Siguiendo a Benjamin, la obra está ligada a su tradición ritual. La música no es la excepción, dentro de las bellas artes. La música se ha inscrito dentro de una gran tradición cultual hasta nuestros días. Desde las catacumbas cristianas hasta las grandes salas. Vaya, el asistir a un concierto de música Pop es en sí mismo un acto ritual y cultual, donde grandes masas se reúnen a cantar a coro y a bailotear con los músicos de moda. Sin embargo, la obra trasciende al rito y por lo tanto, su propia situación cultual: hoy es común escuchar una obra escrita para un determinado lugar (y con una cierta funcionalidad), en otro muy distinto al original. Por ejemplo, grandes misas se interpretan en salas de concierto, al igual que los oratorios y un buen número de obras de música sacra. Benjamin aclara:
“[...] la capacidad exhibitiva de una misa no es de por sí menor que la de una sinfonía, [aunque] la sinfonía ha surgido en un tiempo en el que su exhibición prometía ser mayor que la de una misa”.
Es sabido que algunos de los grandes compositores (por ejemplo Beethoven o Berlioz), llegaron a componer misas pero sólo por su valor estético, aunque con una buena carga de la retórica tradicional de las misas hechas ex profeso. Aunque, por supuesto, hubo (y hay) compositores muy religiosos que han escrito grandes obras como prueba de su fe. Por otro lado, también es verdad que los mismos rituales sacros han cambiado desde la época de Bach o Mozart, y es muy raro escuchar una misa de compositores de esta altura como parte de la liturgia, aunque sí es posible escucharlas en catedrales o iglesias, pero fuera de la concepción religiosa. Es decir, como un espectáculo.
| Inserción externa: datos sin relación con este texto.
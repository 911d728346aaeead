//! HCS Batch
//!
//! Batch image analysis over high-content-screening collections: read
//! multi-channel planes from chunked OME-Zarr arrays through a byte-bounded
//! cache, run each image through its own clone of an analysis pipeline, and
//! publish the per-image results as one typed table linked to the plate or
//! dataset.
//!
//! # Architecture
//!
//! - **I/O**: Zarr v2/v3 chunk reads over object_store with a shared LRU cache
//! - **Template**: pipeline definitions, normalization, clone + inject + run
//! - **Batch**: unit enumeration, bounded-concurrency driver, metrics
//! - **Results**: per-unit frames, aggregation, schema inference, publishing
//!
//! # Usage
//!
//! ```no_run
//! use hcs_batch::{run_batch, Config};
//!
//! #[tokio::main]
//! async fn main() -> anyhow::Result<()> {
//!     let config = Config::from_file("config.yaml".as_ref())?;
//!     let report = run_batch(config, "plate.yaml".as_ref()).await?;
//!     println!("{report}");
//!     Ok(())
//! }
//! ```

pub mod batch;
pub mod collection;
pub mod config;
pub mod error;
pub mod io;
pub mod results;
pub mod template;

#[cfg(test)]
pub(crate) mod testing;

pub use batch::{BatchDriver, BatchOptions, BatchReport, Metrics, UnitFailure};
pub use collection::{CollectionProvider, CollectionRef, ManifestProvider, WorkUnit};
pub use config::Config;
pub use error::{Error, ErrorKind};
pub use io::{ArrayFetcher, ChunkCache, ChunkedArray};
pub use results::{ObjectStoreSink, Publisher};
pub use template::{AnalysisEngine, CommandEngine, PipelineTemplate};

use anyhow::{Context, Result};
use config::PlaneSourceMode;
use std::path::Path;
use std::sync::Arc;

/// Run one batch over the collection described by `manifest`.
pub async fn run_batch(config: Config, manifest: &Path) -> Result<BatchReport> {
    config.validate()?;

    tracing::info!("Starting batch analysis");

    // Template problems end the batch before any unit is touched
    let template = PipelineTemplate::load(&config.pipeline.path, config.pipeline.strip_stages)?;
    tracing::info!(
        "Pipeline '{}' ready with {} analysis stages",
        template.name(),
        template.len()
    );

    let provider = Arc::new(
        ManifestProvider::from_file(manifest)
            .with_context(|| format!("loading manifest {}", manifest.display()))?,
    );
    let collection_id = provider.collection_ref().id.clone();

    let program = config
        .pipeline
        .engine
        .program
        .clone()
        .context("pipeline.engine.program must be set to run a batch")?;
    let engine = Arc::new(CommandEngine::new(program, config.pipeline.engine.args.clone()));

    let metrics = Metrics::new();

    let publish_store = io::create_publish_store(&config.publish)?;
    let publisher = Publisher::new(Arc::new(ObjectStoreSink::new(publish_store)), config.publish.clone())
        .with_metrics(metrics.clone());

    let mut driver = BatchDriver::new(
        provider,
        template,
        engine,
        publisher,
        BatchOptions::from_config(&config),
    )
    .with_metrics(metrics.clone());

    if config.batch.plane_source != PlaneSourceMode::Direct {
        let array_store = io::create_array_store(&config.store)?;
        tracing::info!(
            "Reading arrays from {} (cache {:.0} MiB)",
            config.store.root_template,
            config.batch.cache_bytes as f64 / (1024.0 * 1024.0)
        );
        let fetcher = ArrayFetcher::new(
            array_store,
            config.store.root_template.clone(),
            config.batch.cache_bytes,
            Some(metrics),
        );
        driver = driver.with_fetcher(Arc::new(fetcher));
    }

    let report = driver.run(&collection_id).await?;
    Ok(report)
}

/// Build a Tokio runtime with the specified configuration.
pub fn build_runtime(worker_threads: Option<usize>) -> Result<tokio::runtime::Runtime> {
    let mut builder = tokio::runtime::Builder::new_multi_thread();

    if let Some(threads) = worker_threads {
        builder.worker_threads(threads);
    }

    builder.enable_all();

    Ok(builder.build()?)
}

/// Initialize the Rayon thread pool.
pub fn init_rayon(threads: Option<usize>) -> Result<()> {
    if let Some(threads) = threads {
        rayon::ThreadPoolBuilder::new()
            .num_threads(threads)
            .build_global()?;
    }
    Ok(())
}
//! Unit results, aggregation into one table, and publishing.

pub mod aggregate;
mod frame;
mod publish;

pub use aggregate::{collect, infer_schema, AggregatedTable, ColumnKind, ColumnSchema, RefTarget};
pub use frame::{Column, ResultFrame, Value, CELL_COUNT_COLUMN, IMAGE_COLUMN, WELL_COLUMN};
pub use publish::{
    AnnotationKind, AnnotationRef, AnnotationSink, ColumnData, LinkTarget, ObjectStoreSink, Publisher,
    TypedColumn, TypedTable, CSV_MIME_TYPE, PARQUET_MIME_TYPE,
};

use crate::collection::WorkUnit;
use std::path::PathBuf;

/// The captured output of one successfully analyzed unit.
#[derive(Debug)]
pub struct UnitResult {
    pub unit: WorkUnit,
    /// Results table the pipeline wrote
    pub table_path: PathBuf,
    /// Parsed table tagged with the unit's references
    pub frame: ResultFrame,
    /// Keeps the unit's output directory alive until publishing is done
    _workspace: Option<tempfile::TempDir>,
}

impl UnitResult {
    pub fn new(unit: WorkUnit, table_path: PathBuf, frame: ResultFrame, workspace: Option<tempfile::TempDir>) -> Self {
        Self {
            unit,
            table_path,
            frame,
            _workspace: workspace,
        }
    }
}
//! Bridge to the external analysis engine.
//!
//! The engine executes one analysis module at a time against a
//! [`RunContext`] holding the planes bound so far. Output location and
//! headless mode are passed in explicitly with every call.

use super::pipeline::ModuleSpec;
use anyhow::Context;
use ndarray::Array2;
use serde::Serialize;
use std::collections::BTreeMap;
use std::path::{Path, PathBuf};
use std::process::Command;
use std::sync::Arc;

/// Per-run engine settings.
#[derive(Debug, Clone)]
pub struct EngineSettings {
    /// Directory the engine writes its tables to; unique per unit
    pub output_dir: PathBuf,
    pub headless: bool,
    /// Base name of the results table (`<output_dir>/<results_name>.csv`)
    pub results_name: String,
}

impl EngineSettings {
    pub fn results_path(&self) -> PathBuf {
        self.output_dir.join(format!("{}.csv", self.results_name))
    }
}

/// State of one pipeline run: named input planes and the output directory.
#[derive(Debug)]
pub struct RunContext {
    images: BTreeMap<String, Arc<Array2<f64>>>,
    output_dir: PathBuf,
    /// Set once the inputs have been written for an out-of-process engine
    inputs_manifest: Option<PathBuf>,
}

impl RunContext {
    pub fn new(output_dir: PathBuf) -> Self {
        Self {
            images: BTreeMap::new(),
            output_dir,
            inputs_manifest: None,
        }
    }

    /// Bind a plane to a logical name, replacing an earlier binding.
    pub fn bind(&mut self, name: String, plane: Arc<Array2<f64>>) {
        self.images.insert(name, plane);
        self.inputs_manifest = None;
    }

    pub fn image(&self, name: &str) -> Option<&Array2<f64>> {
        self.images.get(name).map(|p| p.as_ref())
    }

    /// Bound names in sorted order.
    pub fn image_names(&self) -> impl Iterator<Item = &str> {
        self.images.keys().map(String::as_str)
    }

    pub fn output_dir(&self) -> &Path {
        &self.output_dir
    }
}

/// A synchronous, stage-granular analysis engine.
pub trait AnalysisEngine: Send + Sync {
    /// Execute one analysis module. Any error fails the run at this stage.
    fn execute_stage(
        &self,
        stage: &ModuleSpec,
        ctx: &mut RunContext,
        settings: &EngineSettings,
    ) -> anyhow::Result<()>;
}

#[derive(Serialize)]
struct InputEntry {
    file: String,
    height: usize,
    width: usize,
    dtype: &'static str,
}

/// Runs an external program once per analysis stage.
///
/// Invocation: `<program> <args..> --stage <stage.json> --inputs <inputs.json>
/// --output-dir <dir> [--headless]`. Planes are written once per run as raw
/// little-endian `f64` files next to `inputs.json`.
#[derive(Debug, Clone)]
pub struct CommandEngine {
    program: String,
    args: Vec<String>,
}

impl CommandEngine {
    pub fn new(program: impl Into<String>, args: Vec<String>) -> Self {
        Self {
            program: program.into(),
            args,
        }
    }

    fn workspace(ctx: &RunContext) -> PathBuf {
        ctx.output_dir.join(".inputs")
    }

    /// Write bound planes and `inputs.json` unless already written.
    fn materialize_inputs(ctx: &mut RunContext) -> anyhow::Result<PathBuf> {
        if let Some(ref manifest) = ctx.inputs_manifest {
            return Ok(manifest.clone());
        }
        let workspace = Self::workspace(ctx);
        std::fs::create_dir_all(&workspace)
            .with_context(|| format!("Failed to create {}", workspace.display()))?;

        // Logical names are free text; files are named by binding order
        let mut entries = BTreeMap::new();
        for (i, (name, plane)) in ctx.images.iter().enumerate() {
            let file = format!("input-{i}.f64");
            let bytes: Vec<u8> = plane.iter().flat_map(|v| v.to_le_bytes()).collect();
            std::fs::write(workspace.join(&file), bytes)
                .with_context(|| format!("Failed to write input plane {name} to {file}"))?;
            let (height, width) = plane.dim();
            entries.insert(
                name.clone(),
                InputEntry {
                    file,
                    height,
                    width,
                    dtype: "<f8",
                },
            );
        }

        let manifest = workspace.join("inputs.json");
        std::fs::write(&manifest, serde_json::to_vec_pretty(&entries)?)?;
        ctx.inputs_manifest = Some(manifest.clone());
        Ok(manifest)
    }
}

impl AnalysisEngine for CommandEngine {
    fn execute_stage(
        &self,
        stage: &ModuleSpec,
        ctx: &mut RunContext,
        settings: &EngineSettings,
    ) -> anyhow::Result<()> {
        let inputs = Self::materialize_inputs(ctx)?;
        let stage_file = Self::workspace(ctx).join("stage.json");
        std::fs::write(&stage_file, serde_json::to_vec_pretty(stage)?)?;

        let mut command = Command::new(&self.program);
        command
            .args(&self.args)
            .arg("--stage")
            .arg(&stage_file)
            .arg("--inputs")
            .arg(&inputs)
            .arg("--output-dir")
            .arg(&settings.output_dir);
        if settings.headless {
            command.arg("--headless");
        }

        tracing::debug!("Running stage {} via {}", stage.name, self.program);
        let output = command
            .output()
            .with_context(|| format!("Failed to launch {}", self.program))?;

        if !output.status.success() {
            let stderr = String::from_utf8_lossy(&output.stderr);
            anyhow::bail!("{} exited with {}: {}", self.program, output.status, stderr.trim());
        }
        Ok(())
    }
}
Marcuse menciona que la «alta cultura» tiene sus propios ritos y estilos. El salón, el concierto, la ópera, el teatro están diseñados para invocar otra dimensión de la realidad. Asistir a ellos es como asistir a una fiesta; cortan y trascienden la experiencia cotidiana. Por supuesto que su discurso sigue en función del rompimiento con esta otra dimensión, y donde el Gran Rechazo, es rechazado a su vez.
El advenimiento de nuevos medios de reproducción técnica de la música (la radio, el fonógrafo, el CD, el mp3, etcétera) rompe entonces con la parte cultual del acto de asistir y ser partícipes de un concierto en los lugares y salas específicos para este fin. Rompe también con el comportamiento y las reglas sociales que impone el culto de este tipo de espectáculos. Hoy es fácil escuchar grandes obras en espacios que jamás pudieran haber sido pensados por el compositor: en el automóvil, en autobuses, en el metro. Gracias a determinados espectáculos y a la industria cinematográfica, no podemos pensar en estar en cualquier lugar sin la «música de fondo». Los restaurantes, la oficina, etc. Todo está diseñado para evitar ese vacío que produce el silencio. Es verdad que el hecho de tener cierto tipo de música en las fábricas y oficinas está pensado para aumentar la productividad (y como una manera de control de ruido y disminución del estrés). Aún más. La fruición de la obra musical se puede hacer de manera privada y casi en cualquier lugar y momento, esto con el advenimiento de los reproductores portátiles. Pero ello trae como consecuencia otro tipo de comportamiento. Para empezar, el aislamiento del individuo, pero no el que permite la reflexión, sino la evasión de la cotidianidad, pasar más rápido el trayecto de regreso a casa o al trabajo (que son los lugares donde se va la vida), cumplir con su ración de sentimentalismo. Pero además, la fruición superficial de la obra. El hecho de que el ama de casa haga la limpieza con música de Beethoven no necesariamente la acerca a la obra. Este disfrute superficial, por lo tanto, graba en la memoria lo más reconocible de la obra, y permite que pueda ser silbada a voluntad, aprehendida, poseída. Personalmente nunca he escuchado a nadie silbando música de Schönberg ni de Mahler. Esto recuerda el fenómeno de relacionar cierta música con algún momento trascendente de la vida. Y poder revivirlo cada vez que suena dicha melodía.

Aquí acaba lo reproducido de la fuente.